I am quite convinced he means this, he isn't going to change his mind. In a way i guess i wasn't all that surprised when he told us, i kind of knew already. He just was never really a girl, you know?

I don't have a problem with it, i love my child like i always have. So i had a daughter, now i have a son. The transformation has been sudden and drastic but i have adjusted to it well, i surprised myself with how used to this i am now. The other day i took my son out to do shopping for clothes and we bought boys stuff when once i would have bought him girls clothes, and i didn't have a problem with it. He is the happiest i have ever seen him and gaining confidence. He looks like a boy, he used to wear somewhat boyish clothes before he started the change fully, but he had longer hair and he flet he had to keep up the pretense of being a girl. He was scared to tell myself and his father the truth for a long time as he was scared of our reaction, but he told his friends a long time ago and they supported him.Now he feels like the weights been lifted off his shoulders, he ''came out'' and told us the truth and now he is being the person he wants to be.

The problem is that firstly my husband is not handling it as well as i am. He tries his best, i can tell he is trying hard, but he doesn't know how to handle it and is weird and awkward around our son a lot of the time.

Secondly my two daughters also don't know how to deal with it. My youngest is 6 and doesn't quite understand it all, its a bit beyond her comprehension right now. She can't understand how her big sister is now a boy

The third thing that troubles me is that i wonder if my son knew i wanted a boy and as he was growing up it influenced his feelings and played some part in this. I know i am probably irrational but it bothers me. I am happy and i love him no matter what, as long as this is really what he wants (i think it is but i wonder how much i played a part in it)
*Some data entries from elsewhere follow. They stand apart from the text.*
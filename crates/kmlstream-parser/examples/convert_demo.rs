use kmlstream_parser::{features_from_str, validate_feature, FeatureCollectionWriter};

fn main() {
    // Example KML document
    let kml = r##"<?xml version="1.0" encoding="UTF-8"?>
<kml xmlns="http://www.opengis.net/kml/2.2">
  <Document>
    <Schema id="trails">
      <SimpleField type="double" name="length"><displayName>Length (km)</displayName></SimpleField>
    </Schema>
    <Folder>
      <name>Grand Canyon</name>
      <Placemark>
        <name>Bright Angel Trailhead</name>
        <Point><coordinates>-112.1435,36.0576,0</coordinates></Point>
      </Placemark>
      <Placemark>
        <name>Bright Angel Trail</name>
        <ExtendedData>
          <SchemaData schemaUrl="#trails"><SimpleData name="length">15.3</SimpleData></SchemaData>
        </ExtendedData>
        <LineString>
          <coordinates>
            -112.1435,36.0576,2091 -112.1470,36.0640,1790 -112.1540,36.0790,1160
          </coordinates>
        </LineString>
      </Placemark>
    </Folder>
  </Document>
</kml>"##;

    println!("Converting KML document...\n");

    let mut writer = FeatureCollectionWriter::new(Vec::new()).pretty(true);
    for result in features_from_str(kml) {
        match result {
            Ok(feature) => {
                let kind = feature
                    .geometry
                    .as_ref()
                    .map(|g| g.geometry_type().to_string())
                    .unwrap_or_else(|| "null".to_string());
                println!("Feature with {} properties, geometry {}", feature.properties.len(), kind);
                if let Err(e) = validate_feature(&feature) {
                    println!("  Invalid GeoJSON: {}", e);
                }
                if let Err(e) = writer.write_feature(&feature) {
                    eprintln!("Failed to write feature: {}", e);
                    return;
                }
            }
            Err(e) => {
                eprintln!("Failed to parse KML: {}", e);
                return;
            }
        }
    }

    match writer.finish() {
        Ok(out) => println!("\n{}", String::from_utf8_lossy(&out)),
        Err(e) => eprintln!("Failed to finish output: {}", e),
    }
}
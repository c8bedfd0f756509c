//! The KML conversion state machine.
//!
//! A tokenizer adapter drives [`KmlMachine`] through three entry points,
//! [`on_open`](KmlMachine::on_open), [`on_text`](KmlMachine::on_text) and
//! [`on_close`](KmlMachine::on_close). Tag and attribute names must already be
//! lower-cased. Each `</placemark>` yields exactly one [`Feature`].
//!
//! Nothing here returns an error: unknown tags are ignored, bad values are
//! dropped and missing geometry becomes `null`.

use crate::geometry::{Boundary, GeometryBuilder};
use crate::schema::SchemaRegistry;
use kmlstream_core::{Feature, Properties, PropertyValue};
use tracing::{debug, trace};

/// Key under which the enclosing folder's properties are attached.
pub const FOLDER_KEY: &str = "folder";

/// Looks up an attribute by (lower-cased) name.
pub fn attribute<'a>(attributes: &'a [(String, String)], name: &str) -> Option<&'a str> {
    attributes
        .iter()
        .find(|(key, _)| key == name)
        .map(|(_, value)| value.as_str())
}

/// Elements whose text is handled by dedicated rules, or which only carry
/// structure, and so never become catch-all properties.
fn is_claimed(tag: &str) -> bool {
    matches!(
        tag,
        "placemark"
            | "folder"
            | "point"
            | "linestring"
            | "linearring"
            | "polygon"
            | "outerboundaryis"
            | "innerboundaryis"
            | "multigeometry"
            | "coordinates"
            | "extendeddata"
            | "data"
            | "value"
            | "displayname"
            | "schema"
            | "schemadata"
            | "simplefield"
            | "simpledata"
    )
}

/// Transient `<Data name=...>` entry.
#[derive(Debug, Default)]
struct ExtendedDataEntry {
    name: Option<String>,
    display_name: Option<String>,
    value: Option<String>,
}

impl ExtendedDataEntry {
    /// Property key and value, if the entry captured a value and has a key.
    fn into_property(self) -> Option<(String, String)> {
        let value = self.value?;
        let key = self.display_name.or(self.name)?;
        Some((key, value))
    }
}

/// Per-document conversion state.
#[derive(Debug, Default)]
pub struct KmlMachine {
    /// Names of the currently open elements, outermost first
    open_elements: Vec<String>,
    schemas: SchemaRegistry,
    geometry: GeometryBuilder,
    /// Properties of the open placemark
    properties: Option<Properties>,
    /// Properties of the open folder
    folder: Option<Properties>,
    extended: Option<ExtendedDataEntry>,
    /// `name` attribute of the open `<SimpleData>`
    simple_data_name: Option<String>,
    /// Depth of the element whose text is being captured
    capturing: Option<usize>,
    emitted: usize,
}

impl KmlMachine {
    pub fn new() -> Self {
        Self::default()
    }

    /// Number of features emitted so far.
    pub fn emitted(&self) -> usize {
        self.emitted
    }

    /// Whether a placemark is currently open.
    pub fn in_placemark(&self) -> bool {
        self.properties.is_some()
    }

    /// Handles an open tag.
    pub fn on_open(&mut self, name: &str, attributes: &[(String, String)]) {
        self.open_elements.push(name.to_string());
        if self.capturing.is_some_and(|depth| self.open_elements.len() <= depth) {
            self.capturing = None;
        }

        match name {
            "simplefield" => self
                .schemas
                .begin_field(attribute(attributes, "name"), attribute(attributes, "type")),
            "schemadata" => self
                .schemas
                .begin_schema_data(attribute(attributes, "schemaurl")),
            "schema" => self.schemas.begin_schema(attribute(attributes, "id")),
            "placemark" => {
                self.properties = Some(Properties::new());
                self.geometry.reset();
            }
            "folder" => {
                let mut folder = Properties::new();
                if let Some(name) = attribute(attributes, "name") {
                    folder.insert("name", PropertyValue::from(name));
                }
                self.folder = Some(folder);
            }
            "data" => {
                self.extended = Some(ExtendedDataEntry {
                    name: attribute(attributes, "name").map(str::to_string),
                    ..Default::default()
                })
            }
            "simpledata" => {
                self.simple_data_name = attribute(attributes, "name").map(str::to_string)
            }
            "point" => self.geometry.open_point(),
            "linestring" => self.geometry.open_line_string(),
            "polygon" => self.geometry.open_polygon(),
            "outerboundaryis" => self.geometry.open_boundary(Boundary::Outer),
            "innerboundaryis" => self.geometry.open_boundary(Boundary::Inner),
            "multigeometry" => self.geometry.open_multi(),
            _ => {}
        }
    }

    /// Handles a text node belonging to the innermost open element.
    pub fn on_text(&mut self, text: &str) {
        if text.trim().is_empty() {
            return;
        }
        let Some(tag) = self.open_elements.last() else {
            return;
        };

        match tag.as_str() {
            "simpledata" => self.handle_simple_data(text),
            "value" => {
                if let Some(entry) = self.extended.as_mut() {
                    entry.value = Some(text.to_string());
                }
            }
            "displayname" => {
                if let Some(entry) = self.extended.as_mut() {
                    entry.display_name = Some(text.to_string());
                } else if self.schemas.has_current_field() {
                    self.schemas.set_display_name(text);
                }
            }
            "coordinates" => self.geometry.coordinates(text),
            _ => self.capture(text),
        }
    }

    /// Handles a close tag. Returns the finished feature on `</placemark>`.
    pub fn on_close(&mut self, name: &str) -> Option<Feature> {
        if let Some(index) = self.open_elements.iter().rposition(|open| open == name) {
            self.open_elements.truncate(index);
        }
        if self.capturing.is_some_and(|depth| depth > self.open_elements.len()) {
            self.capturing = None;
        }

        match name {
            "placemark" => return Some(self.emit()),
            "schemadata" | "schema" => self.schemas.end_schema(),
            "simplefield" => self.schemas.end_field(),
            "data" => self.finish_extended(),
            "simpledata" => self.simple_data_name = None,
            "folder" => self.folder = None,
            "point" | "linestring" | "polygon" => self.geometry.close_shape(),
            "outerboundaryis" | "innerboundaryis" => self.geometry.close_boundary(),
            "multigeometry" => self.geometry.close_multi(),
            _ => {}
        }
        None
    }

    /// End of input. Unterminated structures are abandoned.
    pub fn finish(&mut self) {
        if self.properties.is_some() {
            debug!("input ended inside a placemark, discarding it");
        }
        self.open_elements.clear();
        self.properties = None;
        self.folder = None;
        self.extended = None;
        self.simple_data_name = None;
        self.capturing = None;
        self.geometry.reset();
    }

    fn handle_simple_data(&mut self, text: &str) {
        let (Some(properties), Some(name)) = (self.properties.as_mut(), self.simple_data_name.as_deref()) else {
            return;
        };
        if let Some((key, value)) = self.schemas.coerce(name, text) {
            properties.insert(key, value);
        }
    }

    fn finish_extended(&mut self) {
        let Some(entry) = self.extended.take() else {
            return;
        };
        let (Some(properties), Some((key, value))) = (self.properties.as_mut(), entry.into_property()) else {
            return;
        };
        properties.insert(key, PropertyValue::String(value));
    }

    /// Stores text of a direct child of the open placemark (or of the open
    /// folder when no placemark is open) under the child's tag name.
    ///
    /// Text split across several nodes of the same element is concatenated;
    /// a later element with the same name replaces the value.
    fn capture(&mut self, text: &str) {
        let depth = self.open_elements.len();
        if depth < 2 {
            return;
        }
        let tag = &self.open_elements[depth - 1];
        if is_claimed(tag) {
            return;
        }

        let target = match (self.open_elements[depth - 2].as_str(), self.properties.as_mut()) {
            ("placemark", Some(properties)) => properties,
            ("folder", None) => match self.folder.as_mut() {
                Some(folder) => folder,
                None => return,
            },
            _ => return,
        };
        if self.capturing == Some(depth) {
            if let Some(PropertyValue::String(existing)) = target.get_mut(tag) {
                existing.push_str(text);
                return;
            }
        }
        trace!(key = %tag, "captured property");
        target.insert(tag.clone(), PropertyValue::String(text.to_string()));
        self.capturing = Some(depth);
    }

    fn emit(&mut self) -> Feature {
        let own = self.properties.take().unwrap_or_default();
        let properties = match &self.folder {
            Some(folder) => {
                let mut merged = Properties::new();
                merged.insert(FOLDER_KEY, PropertyValue::Object(folder.clone()));
                for (key, value) in own.iter() {
                    merged.insert(key, value.clone());
                }
                merged
            }
            None => own,
        };
        let geometry = self.geometry.take();

        self.emitted += 1;
        debug!(
            feature = self.emitted,
            properties = properties.len(),
            geometry = geometry.as_ref().map(|g| g.geometry_type().as_str()).unwrap_or("null"),
            "emitting feature"
        );
        Feature::new(properties, geometry)
    }
}
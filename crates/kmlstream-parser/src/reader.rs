//! quick-xml adapter: turns raw KML into a lazy sequence of features.

use crate::machine::KmlMachine;
use kmlstream_core::{ConverterOptions, Feature, KmlError, Result};
use quick_xml::events::{BytesStart, Event as XmlEvent};
use quick_xml::name::QName;
use quick_xml::Reader;
use std::io::{BufRead, BufReader, Read};
use tracing::debug;

/// Streams features out of a KML document.
///
/// XML is only pulled from the source until the next placemark closes, so a
/// consumer can stop or pause between features without losing state. The
/// first tokenizer error is yielded once and ends the iteration.
///
/// # Example
///
/// ```
/// use kmlstream_parser::KmlReader;
///
/// let kml = r#"<kml><Placemark><name>A</name><Point><coordinates>1,2,0</coordinates></Point></Placemark></kml>"#;
/// let features: Vec<_> = KmlReader::new(kml.as_bytes()).collect::<Result<_, _>>().unwrap();
/// assert_eq!(features.len(), 1);
/// ```
pub struct KmlReader<R: BufRead> {
    reader: Reader<R>,
    buf: Vec<u8>,
    machine: KmlMachine,
    options: ConverterOptions,
    done: bool,
}

impl<R: BufRead> KmlReader<R> {
    /// Creates a reader with default options.
    pub fn new(source: R) -> Self {
        Self::with_options(source, ConverterOptions::default())
    }

    pub fn with_options(source: R, options: ConverterOptions) -> Self {
        let mut reader = Reader::from_reader(source);
        // <Point/> arrives as open + close
        reader.config_mut().expand_empty_elements = true;

        Self {
            reader,
            buf: Vec::with_capacity(options.buffer_capacity),
            machine: KmlMachine::new(),
            options,
            done: false,
        }
    }

    /// Number of features produced so far.
    pub fn emitted(&self) -> usize {
        self.machine.emitted()
    }

    /// Reads XML events until the next feature completes or input ends.
    pub fn next_feature(&mut self) -> Result<Option<Feature>> {
        loop {
            self.buf.clear();
            match self.reader.read_event_into(&mut self.buf)? {
                XmlEvent::Start(element) => {
                    let name = element_name(element.name());
                    let attributes = element_attributes(&element)?;
                    self.machine.on_open(&name, &attributes);
                }
                XmlEvent::End(element) => {
                    let name = element_name(element.name());
                    if let Some(feature) = self.machine.on_close(&name) {
                        return Ok(Some(feature));
                    }
                }
                XmlEvent::Text(text) => {
                    let text = text.unescape().map_err(quick_xml::Error::from)?;
                    self.machine.on_text(&text);
                }
                XmlEvent::CData(cdata) if self.options.cdata_as_text => {
                    let raw = cdata.into_inner();
                    let text = std::str::from_utf8(&raw)?;
                    self.machine.on_text(text);
                }
                XmlEvent::Eof => {
                    self.machine.finish();
                    debug!(features = self.machine.emitted(), "end of KML input");
                    return Ok(None);
                }
                _ => {}
            }
        }
    }
}

impl<R: BufRead> Iterator for KmlReader<R> {
    type Item = Result<Feature>;

    fn next(&mut self) -> Option<Self::Item> {
        if self.done {
            return None;
        }
        match self.next_feature() {
            Ok(Some(feature)) => Some(Ok(feature)),
            Ok(None) => {
                self.done = true;
                None
            }
            Err(e) => {
                self.done = true;
                Some(Err(e))
            }
        }
    }
}

/// Lower-cased local name, without any namespace prefix.
fn element_name(name: QName<'_>) -> String {
    String::from_utf8_lossy(name.local_name().as_ref()).to_ascii_lowercase()
}

fn element_attributes(element: &BytesStart<'_>) -> Result<Vec<(String, String)>> {
    let mut attributes = Vec::new();
    for attr in element.html_attributes() {
        let attr = attr.map_err(|e| KmlError::Xml(quick_xml::Error::InvalidAttr(e)))?;
        let key = String::from_utf8_lossy(attr.key.local_name().as_ref()).to_ascii_lowercase();
        let value = attr.unescape_value().map_err(quick_xml::Error::from)?;
        attributes.push((key, value.into_owned()));
    }
    Ok(attributes)
}

/// Features from an in-memory KML document.
pub fn features_from_str(kml: &str) -> KmlReader<&[u8]> {
    KmlReader::new(kml.as_bytes())
}

/// Features from any byte source, buffered according to `options`.
pub fn features_from_reader<R: Read>(
    source: R,
    options: ConverterOptions,
) -> KmlReader<BufReader<R>> {
    let source = BufReader::with_capacity(options.buffer_capacity, source);
    KmlReader::with_options(source, options)
}

/// Converts a whole document, stopping at the first tokenizer error.
pub fn convert_str(kml: &str) -> Result<Vec<Feature>> {
    features_from_str(kml).collect()
}

#[cfg(test)]
mod tests {
    use super::*;
    use kmlstream_core::Geometry;

    #[test]
    fn test_mixed_case_and_namespaces() {
        let kml = r#"<?xml version="1.0" encoding="UTF-8"?>
<kml:kml xmlns:kml="http://www.opengis.net/kml/2.2">
  <kml:Placemark>
    <kml:NAME>Prefixed</kml:NAME>
    <kml:Point><kml:coordinates>1,2</kml:coordinates></kml:Point>
  </kml:Placemark>
</kml:kml>"#;
        let features = convert_str(kml).unwrap();
        assert_eq!(features.len(), 1);
        assert_eq!(
            features[0].properties.get("name").and_then(|v| v.as_str()),
            Some("Prefixed")
        );
        assert_eq!(
            features[0].geometry,
            Some(Geometry::Point {
                coordinates: vec![1.0, 2.0]
            })
        );
    }

    #[test]
    fn test_entities_unescaped() {
        let kml = "<kml><Placemark><name>Fish &amp; Chips</name></Placemark></kml>";
        let features = convert_str(kml).unwrap();
        assert_eq!(
            features[0].properties.get("name").and_then(|v| v.as_str()),
            Some("Fish & Chips")
        );
    }

    #[test]
    fn test_cdata_option() {
        let kml = "<kml><Placemark><description><![CDATA[<b>bold</b>]]></description></Placemark></kml>";

        let features = convert_str(kml).unwrap();
        assert_eq!(
            features[0].properties.get("description").and_then(|v| v.as_str()),
            Some("<b>bold</b>")
        );

        let options = ConverterOptions {
            cdata_as_text: false,
            ..Default::default()
        };
        let features: Vec<_> = features_from_reader(kml.as_bytes(), options)
            .collect::<Result<_>>()
            .unwrap();
        assert!(features[0].properties.is_empty());
    }

    #[test]
    fn test_self_closing_elements() {
        let kml = r#"<kml><Placemark><Point/><ExtendedData><Data name="a"/></ExtendedData></Placemark></kml>"#;
        let features = convert_str(kml).unwrap();
        assert_eq!(
            features[0].geometry,
            Some(Geometry::Point {
                coordinates: Vec::new()
            })
        );
    }

    #[test]
    fn test_lazy_iteration() {
        let kml = "<kml><Placemark><name>a</name></Placemark><Placemark><name>b</name></Placemark></kml>";
        let mut reader = features_from_str(kml);
        assert!(reader.next().is_some());
        assert_eq!(reader.emitted(), 1);
        assert!(reader.next().is_some());
        assert!(reader.next().is_none());
        assert!(reader.next().is_none());
    }

    #[test]
    fn test_tokenizer_error_is_fatal() {
        let kml = "<kml><Placemark><name>a</name></Placemark><Placemark><name>b</oops></Placemark></kml>";
        let mut reader = features_from_str(kml);
        assert!(matches!(reader.next(), Some(Ok(_))));
        assert!(matches!(reader.next(), Some(Err(KmlError::Xml(_)))));
        assert!(reader.next().is_none());
    }
}
//! Transaction submission.
//!
//! Every action that changes ledger state funnels through
//! [`TransactionDispatcher::sign_and_send`] once the adapter has produced a raw
//! transaction.

pub mod dispatcher;
pub mod options;

pub use dispatcher::{
    ensure_signing_path, DispatchOutcome, SigningPath, TransactionDispatcher, REQUEST_ID_HEADER,
};
pub use options::{Callback, InvokeOptions};
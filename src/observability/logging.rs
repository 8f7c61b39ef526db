//! Structured logging.
//!
//! # Responsibilities
//! - Initialize logging subsystem for binaries embedding the SDK
//! - Configure log level from config, overridable via `RUST_LOG`
//!
//! # Design Decisions
//! - Uses tracing crate for structured logging
//! - JSON format for production, pretty format for development
//! - The library never installs a subscriber on its own

use tracing_subscriber::{layer::SubscriberExt, util::SubscriberInitExt, EnvFilter};

use crate::config::{LogFormat, ObservabilityConfig};

/// Build the filter: `RUST_LOG` wins, otherwise the configured level for the SDK.
pub fn env_filter(config: &ObservabilityConfig) -> EnvFilter {
    EnvFilter::try_from_default_env()
        .unwrap_or_else(|_| format!("hancock_sdk={},hancock_cli={}", config.log_level, config.log_level).into())
}

/// Install the global subscriber. Returns false if one was already installed.
pub fn init_logging(config: &ObservabilityConfig) -> bool {
    let registry = tracing_subscriber::registry().with(env_filter(config));

    let result = match config.log_format {
        LogFormat::Pretty => registry.with(tracing_subscriber::fmt::layer()).try_init(),
        LogFormat::Json => registry
            .with(tracing_subscriber::fmt::layer().json())
            .try_init(),
    };

    result.is_ok()
}
//! Error taxonomy shared by every SDK component.
//!
//! # Data Flow
//! ```text
//! validation (params, signing path) ──▶ HancockError (Internal, 400)
//! http check_status boundary ─────────▶ HancockError (Api, downstream status)
//! malformed body / transport / signer ▶ HancockError (Internal, 500)
//!                                           │
//!                                           ▼ wrap()
//!                               surface error ─cause─▶ ... ─cause─▶ root
//! ```
//!
//! # Design Decisions
//! - Internal codes always carry the prefix of their type tag (`SDKAPI_`, `SDKINT_`)
//! - The cause chain is immutable; wrapping builds a new head, never edits a link
//! - Errors are cheap to clone so socket listeners can each receive one

pub mod codes;

use std::fmt;
use std::sync::Arc;

pub use codes::ErrorDefinition;

/// Result type for SDK operations.
pub type HancockResult<T> = Result<T, HancockError>;

/// Type tag of an error, deciding its internal code prefix.
#[derive(Debug, Clone, Copy, PartialEq, Eq, Hash)]
pub enum ErrorType {
    /// Raised from a downstream service response.
    Api,
    /// Raised inside the SDK.
    Internal,
}

impl ErrorType {
    /// Prefix prepended to every internal code of this type.
    pub fn prefix(&self) -> &'static str {
        match self {
            ErrorType::Api => "SDKAPI",
            ErrorType::Internal => "SDKINT",
        }
    }
}

/// What went wrong, independent of the code it was reported with.
#[derive(Debug, Clone, Copy, PartialEq, Eq, Hash)]
pub enum ErrorKind {
    /// A required string input was empty.
    InvalidParameter,
    /// An input failed the ledger address or format check.
    FormatParameter,
    /// Dispatch attempted with neither a private key nor a sign provider.
    NoKeyNorProvider,
    /// A downstream service answered with a non-success status.
    Api,
    /// Any other failure.
    Internal,
}

/// Root cause that is not itself a [`HancockError`] (transport, parser, signer).
pub type ExternalCause = Arc<dyn std::error::Error + Send + Sync + 'static>;

/// SDK error carrying a prefixed internal code and an optional cause chain.
#[derive(Clone)]
pub struct HancockError {
    kind: ErrorKind,
    error_type: ErrorType,
    internal_code: String,
    code: u16,
    message: String,
    cause: Option<Arc<HancockError>>,
    extended: Option<ExternalCause>,
}

impl HancockError {
    /// Build an error; `internal` is the unprefixed internal code.
    pub fn new(
        kind: ErrorKind,
        error_type: ErrorType,
        internal: &str,
        code: u16,
        message: impl Into<String>,
    ) -> Self {
        Self {
            kind,
            error_type,
            internal_code: format!("{}_{}", error_type.prefix(), internal),
            code,
            message: message.into(),
            cause: None,
            extended: None,
        }
    }

    /// Build the `Api` error reported by a downstream service.
    ///
    /// `internal` is the code found in the service body, falling back to the status.
    pub fn api(status: u16, internal: Option<&str>, description: impl Into<String>) -> Self {
        let status_code = status.to_string();
        Self::new(
            ErrorKind::Api,
            ErrorType::Api,
            internal.unwrap_or(&status_code),
            status,
            description,
        )
    }

    /// Attach a non-SDK root cause.
    pub fn with_extended<E>(mut self, err: E) -> Self
    where
        E: std::error::Error + Send + Sync + 'static,
    {
        self.extended = Some(Arc::new(err));
        self
    }

    /// Replace the message while keeping the definition's codes.
    pub fn with_message(mut self, message: impl Into<String>) -> Self {
        self.message = message.into();
        self
    }

    /// Wrap `self` as the cause of `outer`, returning the new chain head.
    ///
    /// `outer` should be a fresh error; any cause it carried is replaced.
    pub fn wrap_in(self, mut outer: HancockError) -> HancockError {
        outer.cause = Some(Arc::new(self));
        outer
    }

    pub fn kind(&self) -> ErrorKind {
        self.kind
    }

    pub fn error_type(&self) -> ErrorType {
        self.error_type
    }

    /// Prefixed internal code, e.g. `SDKINT_50001`.
    pub fn internal_code(&self) -> &str {
        &self.internal_code
    }

    /// HTTP-like numeric code.
    pub fn code(&self) -> u16 {
        self.code
    }

    pub fn message(&self) -> &str {
        &self.message
    }

    /// Directly wrapped SDK error, if any.
    pub fn cause(&self) -> Option<&HancockError> {
        self.cause.as_deref()
    }

    /// Non-SDK root cause attached to this link, if any.
    pub fn extended(&self) -> Option<&(dyn std::error::Error + Send + Sync + 'static)> {
        self.extended.as_deref()
    }

    /// The chain from this error down to the root, surface first.
    pub fn error_stack(&self) -> Vec<&HancockError> {
        let mut stack = vec![self];
        let mut current = self;
        while let Some(next) = current.cause() {
            stack.push(next);
            current = next;
        }
        stack
    }

    /// Deepest SDK error of the chain.
    pub fn root(&self) -> &HancockError {
        let mut current = self;
        while let Some(next) = current.cause() {
            current = next;
        }
        current
    }

    /// True if this error or any wrapped error has the given kind.
    pub fn has_kind(&self, kind: ErrorKind) -> bool {
        self.error_stack().iter().any(|e| e.kind == kind)
    }
}

impl fmt::Debug for HancockError {
    fn fmt(&self, f: &mut fmt::Formatter<'_>) -> fmt::Result {
        f.debug_struct("HancockError")
            .field("kind", &self.kind)
            .field("internal_code", &self.internal_code)
            .field("code", &self.code)
            .field("message", &self.message)
            .field("cause", &self.cause)
            .field("extended", &self.extended.as_ref().map(|e| e.to_string()))
            .finish()
    }
}

impl fmt::Display for HancockError {
    fn fmt(&self, f: &mut fmt::Formatter<'_>) -> fmt::Result {
        write!(f, "[{}] {} ({})", self.internal_code, self.message, self.code)
    }
}

impl std::error::Error for HancockError {
    fn source(&self) -> Option<&(dyn std::error::Error + 'static)> {
        if let Some(cause) = &self.cause {
            return Some(cause.as_ref());
        }
        self.extended
            .as_ref()
            .map(|e| e.as_ref() as &(dyn std::error::Error + 'static))
    }
}

impl From<&ErrorDefinition> for HancockError {
    fn from(def: &ErrorDefinition) -> Self {
        def.build()
    }
}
The saying daddies girl and mummies boy is true because my other two have always been closer to their father. while my son/daughter has always been closer to me. As he was growing up there were times when i thought he was a boy, he was just so boyish. Everyone always said he is like a boy more than a girl. Family, Friends, teachers, they all said it. Did i subconsciously project my wish to have a son onto him and influence how he felt about his own identity? Did i turn him into the son i didn't have? I don't feel like i did, i keep worrying myself and thinking it over, i don't honestly think i did. But may be i did and i didn't even know i was doing it? I never discouraged him from acting like a boy and being into boy things, whereas his father would try to get him doing girly things with his sisters (which usually ended in a fight between him and his sisters) When my hubby took the other two girls to the brownies or rainbows i took my daughter/son to climb trees or to play football with the son of my est friend (he's always been best friends with my best friends son and a couple of other boys)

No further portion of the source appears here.